We are here for you as always. Feel those feelings like you are and give time, space and distance their power to work.

Warm hugs today friend.
 

BusynMember

Well-Known Member
Thanks, COM. I tend to think the worst will happen, but I really should just be letting it happen. I know I can't control it.

I appreciate your checking in on me :)
 

Scent of Cedar *

Well-Known Member
Junior is clinging to Bart, saying "I love you, daddy. I love you" over and over again. His stepdad slapped him across the face once, but he is so scared of his mother he won't tell anyone "because she'll get angry" and there is nothing anyone can do if Junior won't say it to people other than bart and me.

That's terrible.

They both have you in their corner and they know it. There isn't anything we can do but love our people when they go through things like this, but just knowing that we are there, and that we believe in them, makes all the difference in the world.

Bart should not be hanging up on you, SWOT.

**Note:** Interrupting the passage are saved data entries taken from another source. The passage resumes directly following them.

use crate::api::{ErrorResponse, PushRequest, PushResponse, TicketReport};
use crate::config::Settings;
use actix_web::{App, HttpResponse, HttpServer, Responder, get, http::StatusCode, post, web};
use expo_push::{PushClient, PushError, TransportError};
use log::*;

mod api;
mod config;

#[get("/health")]
async fn health() -> impl Responder {
    HttpResponse::Ok().body("ok")
}

#[post("/push")]
async fn push(req: web::Json<PushRequest>, client: web::Data<PushClient>) -> HttpResponse {
    let messages = req.into_inner().messages;
    info!("Received push request with {} message(s)", messages.len());

    match client.publish_multiple(&messages).await {
        Ok(tickets) => {
            let tickets: Vec<TicketReport> = tickets.into_iter().map(TicketReport::from).collect();
            let failed = tickets.iter().filter(|t| t.error.is_some()).count();
            if failed > 0 {
                warn!("{failed} of {} recipient(s) were not delivered", tickets.len());
            }
            HttpResponse::Ok().json(PushResponse { tickets })
        }
        Err(e) => {
            error!("Push request failed: {e}");
            HttpResponse::build(status_for(&e)).json(ErrorResponse {
                error: e.to_string(),
            })
        }
    }
}

fn status_for(error: &PushError) -> StatusCode {
    match error {
        PushError::Validation(_) => StatusCode::BAD_REQUEST,
        PushError::Transport(TransportError::Timeout) => StatusCode::GATEWAY_TIMEOUT,
        PushError::Encode(_) => StatusCode::INTERNAL_SERVER_ERROR,
        PushError::Transport(_)
        | PushError::Status { .. }
        | PushError::Protocol(_)
        | PushError::Server(_) => StatusCode::BAD_GATEWAY,
    }
}

#[actix_web::main]
async fn main() -> anyhow::Result<()> {
    dotenvy::dotenv().ok();
    env_logger::init_from_env(env_logger::Env::new().default_filter_or("info"));

    let settings = Settings::from_env()?;
    let client = PushClient::new(settings.client);
    info!("Publishing to {}", client.endpoint());

    let client_data = web::Data::new(client);

    info!("Listening on {}", settings.bind_addr);
    HttpServer::new(move || {
        App::new()
            .wrap(actix_web::middleware::Logger::default())
            .app_data(client_data.clone())
            .service(health)
            .service(push)
    })
    .bind(&settings.bind_addr)?
    .run()
    .await?;
    Ok(())
}

#[cfg(test)]
mod tests {
    use super::*;
    use actix_web::test;
    use async_trait::async_trait;
    use expo_push::{ClientConfig, HttpRequest, HttpTransport};
    use serde_json::{Value, json};
    use std::sync::Arc;

    /// Answers every request with the same JSON body.
    #[derive(Debug)]
    struct CannedTransport {
        status: u16,
        body: Value,
    }

    #[async_trait]
    impl HttpTransport for CannedTransport {
        async fn execute(
            &self,
            _request: HttpRequest,
        ) -> Result<expo_push::HttpResponse, TransportError> {
            Ok(expo_push::HttpResponse::new(
                self.status,
                serde_json::to_vec(&self.body).unwrap(),
            ))
        }
    }

    fn client(status: u16, body: Value) -> web::Data<PushClient> {
        web::Data::new(PushClient::new(ClientConfig {
            transport: Some(Arc::new(CannedTransport { status, body })),
            ..Default::default()
        }))
    }

    #[actix_web::test]
    async fn test_health() {
        let app = test::init_service(App::new().service(health)).await;
        let req = test::TestRequest::get().uri("/health").to_request();
        let body = test::call_and_read_body(&app, req).await;
        assert_eq!(body, "ok");
    }

    #[actix_web::test]
    async fn test_push_reports_tickets() {
        let data = client(
            200,
            json!({"data": [
                {"status": "ok", "id": "a"},
                {"status": "error", "message": "too big", "details": {"error": "MessageTooBig"}}
            ]}),
        );
        let app = test::init_service(App::new().app_data(data).service(push)).await;

        let req = test::TestRequest::post()
            .uri("/push")
            .set_json(json!({"messages": [
                {"to": ["ExponentPushToken[a]", "ExponentPushToken[b]"], "body": "hello"}
            ]}))
            .to_request();
        let resp: Value = test::call_and_read_body_json(&app, req).await;

        let tickets = resp["tickets"].as_array().unwrap();
        assert_eq!(tickets.len(), 2);
        assert_eq!(tickets[0]["status"], "ok");
        assert!(tickets[0]["error"].is_null());
        assert_eq!(tickets[0]["pushMessage"]["to"], json!(["ExponentPushToken[a]"]));
        assert_eq!(tickets[1]["error"]["kind"], "MessageTooBig");
        assert_eq!(tickets[1]["error"]["message"], "too big");
        assert_eq!(tickets[1]["pushMessage"]["to"], json!(["ExponentPushToken[b]"]));
    }

    #[actix_web::test]
    async fn test_push_rejects_invalid_token() {
        let data = client(200, json!({"data": []}));
        let app = test::init_service(App::new().app_data(data).service(push)).await;

        let req = test::TestRequest::post()
            .uri("/push")
            .set_json(json!({"messages": [{"to": ["bogus"], "body": "hello"}]}))
            .to_request();
        let resp = test::call_service(&app, req).await;

        assert_eq!(resp.status(), StatusCode::BAD_REQUEST);
    }

    #[actix_web::test]
    async fn test_push_maps_server_errors() {
        let data = client(200, json!({"errors": [{"code": "API_ERROR", "message": "bad"}]}));
        let app = test::init_service(App::new().app_data(data).service(push)).await;

        let req = test::TestRequest::post()
            .uri("/push")
            .set_json(json!({"messages": [{"to": ["ExponentPushToken[a]"], "body": "hello"}]}))
            .to_request();
        let resp = test::call_service(&app, req).await;
        assert_eq!(resp.status(), StatusCode::BAD_GATEWAY);

        let body: Value = test::read_body_json(resp).await;
        assert_eq!(body["error"], "Invalid server response");
    }
}
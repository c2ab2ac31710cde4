use async_trait::async_trait;

/// 传输层错误类型
#[derive(Debug, thiserror::Error)]
pub enum TransportError {
    #[error("Network error: {0}")]
    NetworkError(String),

    #[error("Request timed out")]
    Timeout,

    #[error("Request cancelled")]
    Cancelled,
}

/// 出站 HTTP 请求
#[derive(Debug, Clone, PartialEq, Eq)]
pub struct HttpRequest {
    /// 请求方法
    pub method: String,
    /// 完整的目标 URL
    pub url: String,
    /// 请求头，按添加顺序保存
    pub headers: Vec<(String, String)>,
    /// 请求体
    pub body: Vec<u8>,
}

impl HttpRequest {
    /// 创建 POST 请求
    pub fn post(url: impl Into<String>, body: Vec<u8>) -> Self {
        Self {
            method: "POST".to_string(),
            url: url.into(),
            headers: Vec::new(),
            body,
        }
    }

    /// 添加请求头
    pub fn header(mut self, name: impl Into<String>, value: impl Into<String>) -> Self {
        self.headers.push((name.into(), value.into()));
        self
    }

    /// 按名称查找请求头（不区分大小写）
    pub fn header_value(&self, name: &str) -> Option<&str> {
        find_header(&self.headers, name)
    }
}

/// 入站 HTTP 响应
#[derive(Debug, Clone, PartialEq, Eq)]
pub struct HttpResponse {
    /// 状态码
    pub status: u16,
    /// 状态描述，例如 "Not Found"
    pub reason: Option<String>,
    pub headers: Vec<(String, String)>,
    pub body: Vec<u8>,
}

impl HttpResponse {
    pub fn new(status: u16, body: impl Into<Vec<u8>>) -> Self {
        Self {
            status,
            reason: None,
            headers: Vec::new(),
            body: body.into(),
        }
    }

    /// 状态码是否在 2xx 范围内
    pub fn is_success(&self) -> bool {
        (200..=299).contains(&self.status)
    }

    pub fn header_value(&self, name: &str) -> Option<&str> {
        find_header(&self.headers, name)
    }

    /// 响应体文本（非 UTF-8 字节会被替换）
    pub fn body_text(&self) -> String {
        String::from_utf8_lossy(&self.body).into_owned()
    }
}

fn find_header<'a>(headers: &'a [(String, String)], name: &str) -> Option<&'a str> {
    headers
        .iter()
        .find(|(key, _)| key.eq_ignore_ascii_case(name))
        .map(|(_, value)| value.as_str())
}

/// HTTP 传输层trait
///
/// 实现必须可以被多个并发调用安全共享，不能在调用之间保存可变状态。
#[async_trait]
pub trait HttpTransport: Send + Sync + std::fmt::Debug {
    /// 执行一次请求/响应交换
    async fn execute(&self, request: HttpRequest) -> Result<HttpResponse, TransportError>;
}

Having a loving mom to talk about it with when we hardly know what to do ourselves is a blessing. Bart should realize that, and be grateful he has a mom who loves him the way you love him.

Cedar
 

SeekingStrength

Well-Known Member
Hi SWOT,

While I do not have advice, I am reading along and hoping the best for Bart and your grandson.

And, peaceful thoughts for you.

This has to be tough for you to witness. Trust that things will turn out like they are meant to. Life has a way of working out like that. Sounds like Bart has a good attorney and having to change schools sounds like a pivotal point.


Hugs,
SS
 

Albatross

Well-Known Member
Ditto what SS said, SWOT. I don't have any advice either, but I think that with a good lawyer and a judge who will make the best interests of the child paramount, Bart has a really strong case for keeping things the way they are.
 

Echolette

Well-Known Member
SWOT,

I am sorry this is happening to your family. You are right, there is nothing you can do, other than to be a kind a loving presence to junior.

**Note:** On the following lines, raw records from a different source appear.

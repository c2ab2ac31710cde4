use serde::{Deserialize, Serialize};
use serde_json::{Map, Value};

/// 消息优先级
#[derive(Debug, Clone, Copy, Default, PartialEq, Eq, Serialize, Deserialize)]
#[serde(rename_all = "lowercase")]
pub enum Priority {
    #[default]
    Default,
    Normal,
    High,
}

/// A push notification request, possibly addressed to several recipients.
///
/// Unset optionals are left out of the wire form entirely.
#[derive(Debug, Clone, Default, PartialEq, Serialize, Deserialize)]
#[serde(rename_all = "camelCase")]
pub struct PushMessage {
    /// Expo push tokens this message goes to.
    #[serde(default)]
    pub to: Vec<String>,
    /// Text shown in the notification.
    #[serde(default)]
    pub body: String,
    /// JSON object delivered to the app.
    #[serde(default, skip_serializing_if = "Option::is_none")]
    pub data: Option<Map<String, Value>>,
    #[serde(default, skip_serializing_if = "Option::is_none")]
    pub sound: Option<String>,
    #[serde(default, skip_serializing_if = "Option::is_none")]
    pub title: Option<String>,
    /// Seconds the message may be kept around for redelivery.
    #[serde(default, skip_serializing_if = "Option::is_none")]
    pub ttl: Option<u32>,
    /// Unix timestamp after which the message is dropped.
    #[serde(default, skip_serializing_if = "Option::is_none")]
    pub expiration: Option<i64>,
    #[serde(default, skip_serializing_if = "Option::is_none")]
    pub priority: Option<Priority>,
    #[serde(default, skip_serializing_if = "Option::is_none")]
    pub badge: Option<u32>,
    /// Android notification channel.
    #[serde(default, skip_serializing_if = "Option::is_none")]
    pub channel_id: Option<String>,
    #[serde(default, skip_serializing_if = "Option::is_none")]
    pub category_id: Option<String>,
    /// Lets the app intercept the notification before display (iOS).
    #[serde(default, skip_serializing_if = "is_false")]
    pub mutable_content: bool,
}

fn is_false(value: &bool) -> bool {
    !*value
}

impl PushMessage {
    pub fn new(body: impl Into<String>) -> Self {
        Self {
            body: body.into(),
            ..Default::default()
        }
    }

    /// Add a recipient.
    pub fn to(mut self, token: impl Into<String>) -> Self {
        self.to.push(token.into());
        self
    }

    pub fn title(mut self, title: impl Into<String>) -> Self {
        self.title = Some(title.into());
        self
    }

    /// Insert one key into the data payload.
    pub fn data(mut self, key: impl Into<String>, value: impl Into<Value>) -> Self {
        self.data
            .get_or_insert_with(Map::new)
            .insert(key.into(), value.into());
        self
    }

    pub fn sound(mut self, sound: impl Into<String>) -> Self {
        self.sound = Some(sound.into());
        self
    }

    pub fn ttl(mut self, seconds: u32) -> Self {
        self.ttl = Some(seconds);
        self
    }

    pub fn expiration(mut self, timestamp: i64) -> Self {
        self.expiration = Some(timestamp);
        self
    }

    pub fn priority(mut self, priority: Priority) -> Self {
        self.priority = Some(priority);
        self
    }

    pub fn badge(mut self, badge: u32) -> Self {
        self.badge = Some(badge);
        self
    }

    pub fn channel_id(mut self, channel_id: impl Into<String>) -> Self {
        self.channel_id = Some(channel_id.into());
        self
    }

    pub fn category_id(mut self, category_id: impl Into<String>) -> Self {
        self.category_id = Some(category_id.into());
        self
    }

    pub fn mutable_content(mut self, mutable_content: bool) -> Self {
        self.mutable_content = mutable_content;
        self
    }

    /// A copy of this message narrowed to a single recipient.
    pub fn for_recipient(&self, recipient: &str) -> Self {
        Self {
            to: vec![recipient.to_string()],
            ..self.clone()
        }
    }
}

#[cfg(test)]
mod tests {
    use super::*;
    use serde_json::json;

    #[test]
    fn test_minimal_wire_form() {
        let message = PushMessage::new("hello").to("ExponentPushToken[a]");
        let value = serde_json::to_value(&message).unwrap();

        assert_eq!(value, json!({"to": ["ExponentPushToken[a]"], "body": "hello"}));
    }

    #[test]
    fn test_full_wire_form() {
        let message = PushMessage::new("hello")
            .to("ExponentPushToken[a]")
            .title("greeting")
            .data("order", 42)
            .sound("default")
            .ttl(60)
            .expiration(1_700_000_000)
            .priority(Priority::High)
            .badge(3)
            .channel_id("orders")
            .category_id("reply")
            .mutable_content(true);

        let value = serde_json::to_value(&message).unwrap();
        assert_eq!(
            value,
            json!({
                "to": ["ExponentPushToken[a]"],
                "body": "hello",
                "title": "greeting",
                "data": {"order": 42},
                "sound": "default",
                "ttl": 60,
                "expiration": 1_700_000_000,
                "priority": "high",
                "badge": 3,
                "channelId": "orders",
                "categoryId": "reply",
                "mutableContent": true
            })
        );
    }

    #[test]
    fn test_deserialize_defaults() {
        let message: PushMessage = serde_json::from_value(json!({"body": "hi"})).unwrap();
        assert!(message.to.is_empty());
        assert!(!message.mutable_content);
        assert_eq!(message.priority, None);

        let message: PushMessage =
            serde_json::from_value(json!({"to": ["ExponentPushToken[a]"], "priority": "normal"}))
                .unwrap();
        assert_eq!(message.priority, Some(Priority::Normal));
    }

    #[test]
    fn test_for_recipient() {
        let message = PushMessage::new("hello")
            .to("ExponentPushToken[a]")
            .to("ExponentPushToken[b]")
            .title("t");

        let single = message.for_recipient("ExponentPushToken[b]");
        assert_eq!(single.to, vec!["ExponentPushToken[b]".to_string()]);
        assert_eq!(single.title.as_deref(), Some("t"));
        assert_eq!(message.to.len(), 2);
    }
}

I had the most amiable divorce possible. I went to my ex's wedding this winter. He and his wife live four blocks away...my SO has a key to their house, as SO is a contractor and new wife sometimes calls if something in their (vintage) house isn't working. One of my sons left town before father's day and called and asked me to drop off my ex's father's day present, which I did.

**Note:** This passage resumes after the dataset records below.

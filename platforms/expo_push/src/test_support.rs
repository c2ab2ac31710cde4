//! In-memory transport for exercising the client without a network.

use std::sync::Mutex;

use async_trait::async_trait;
use common::{HttpRequest, HttpResponse, HttpTransport, TransportError};
use serde_json::Value;

#[derive(Debug)]
enum Reply {
    Respond(HttpResponse),
    Fail(String),
    Hang,
}

/// Records every request it sees and answers each one the same way.
#[derive(Debug)]
pub(crate) struct ScriptedTransport {
    reply: Reply,
    seen: Mutex<Vec<HttpRequest>>,
}

impl ScriptedTransport {
    fn with_reply(reply: Reply) -> Self {
        Self {
            reply,
            seen: Mutex::new(Vec::new()),
        }
    }

    pub(crate) fn respond(response: HttpResponse) -> Self {
        Self::with_reply(Reply::Respond(response))
    }

    pub(crate) fn json(status: u16, body: Value) -> Self {
        Self::respond(HttpResponse::new(status, serde_json::to_vec(&body).unwrap()))
    }

    pub(crate) fn fail(message: &str) -> Self {
        Self::with_reply(Reply::Fail(message.to_string()))
    }

    /// Never answers.
    pub(crate) fn hang() -> Self {
        Self::with_reply(Reply::Hang)
    }

    pub(crate) fn requests(&self) -> Vec<HttpRequest> {
        self.seen.lock().unwrap().clone()
    }
}

#[async_trait]
impl HttpTransport for ScriptedTransport {
    async fn execute(&self, request: HttpRequest) -> Result<HttpResponse, TransportError> {
        self.seen.lock().unwrap().push(request);
        match &self.reply {
            Reply::Respond(response) => Ok(response.clone()),
            Reply::Fail(message) => Err(TransportError::NetworkError(message.clone())),
            Reply::Hang => std::future::pending().await,
        }
    }
}
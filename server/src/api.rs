use expo_push::{PushMessage, PushTicket};
use serde::{Deserialize, Serialize};

/// 推送请求体
#[derive(Debug, Clone, Deserialize)]
pub struct PushRequest {
    /// 一次批量发送的消息
    pub messages: Vec<PushMessage>,
}

/// 推送响应体
#[derive(Debug, Clone, Serialize)]
pub struct PushResponse {
    /// 每个接收者一条结果，顺序与提交顺序一致
    pub tickets: Vec<TicketReport>,
}

/// 单个接收者的推送结果及其错误分类
#[derive(Debug, Clone, Serialize)]
pub struct TicketReport {
    #[serde(flatten)]
    pub ticket: PushTicket,
    pub error: Option<TicketError>,
}

#[derive(Debug, Clone, Serialize)]
pub struct TicketError {
    pub kind: &'static str,
    pub message: String,
}

impl From<PushTicket> for TicketReport {
    fn from(ticket: PushTicket) -> Self {
        let error = ticket.validate_response().err().map(|e| TicketError {
            kind: e.kind().as_str(),
            message: e.to_string(),
        });
        Self { ticket, error }
    }
}

/// 请求失败时的响应体
#[derive(Debug, Clone, Serialize)]
pub struct ErrorResponse {
    pub error: String,
}
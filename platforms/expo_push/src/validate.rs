use crate::token::is_valid_token;
use crate::{PushMessage, ValidationError};

/// Check a batch before it is sent.
///
/// Returns the number of (message, recipient) pairs, which is how many tickets
/// the service must answer with. Empty recipient lists are reported before
/// malformed tokens, so a message with no recipients is always caught.
pub fn validate(messages: &[PushMessage]) -> Result<usize, ValidationError> {
    if let Some(index) = messages.iter().position(|message| message.to.is_empty()) {
        return Err(ValidationError::NoRecipients { index });
    }

    let mut count = 0;
    for message in messages {
        if let Some(token) = message.to.iter().find(|token| !is_valid_token(token)) {
            return Err(ValidationError::MalformedToken {
                token: token.clone(),
            });
        }
        count += message.to.len();
    }
    Ok(count)
}
//! Expo push notification client.
//!
//! Batches [`PushMessage`]s into a single request to the Expo push service and
//! hands back one [`PushTicket`] per recipient, in submission order.

mod classify;
mod client;
mod error;
mod message;
mod request;
mod response;
mod token;
mod transport;
mod validate;

#[cfg(test)]
mod test_support;

pub use classify::*;
pub use client::*;
pub use error::*;
pub use message::*;
pub use response::*;
pub use token::*;
pub use transport::*;
pub use validate::validate;

pub use common::{HttpRequest, HttpResponse, HttpTransport, TransportError};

And still...no doubt..my kids have suffered from divorce.

Divorce reeks.

I can't even imagine if it is ugly.

We will hold you and your son and junior and your family in our hearts. People recover from difficulties, but it is sad, in the meantime, to watch.

Hugs to you, SWOT. You have helped me more times than you know.

Echo
 

BusynMember

Well-Known Member
She just seems determined, one way or the other, to take Junior out of Bart's life. But I know him and I can't see him allowing it.

Yes, it's tough. Junior is very upset.

Bart sees his lawyer today. He does have a very good reputation. The funniest part is that he did his ex's lawyers own divorce...lol. If she even gets a lawyer this time. Money is tight for her, but not for Bart.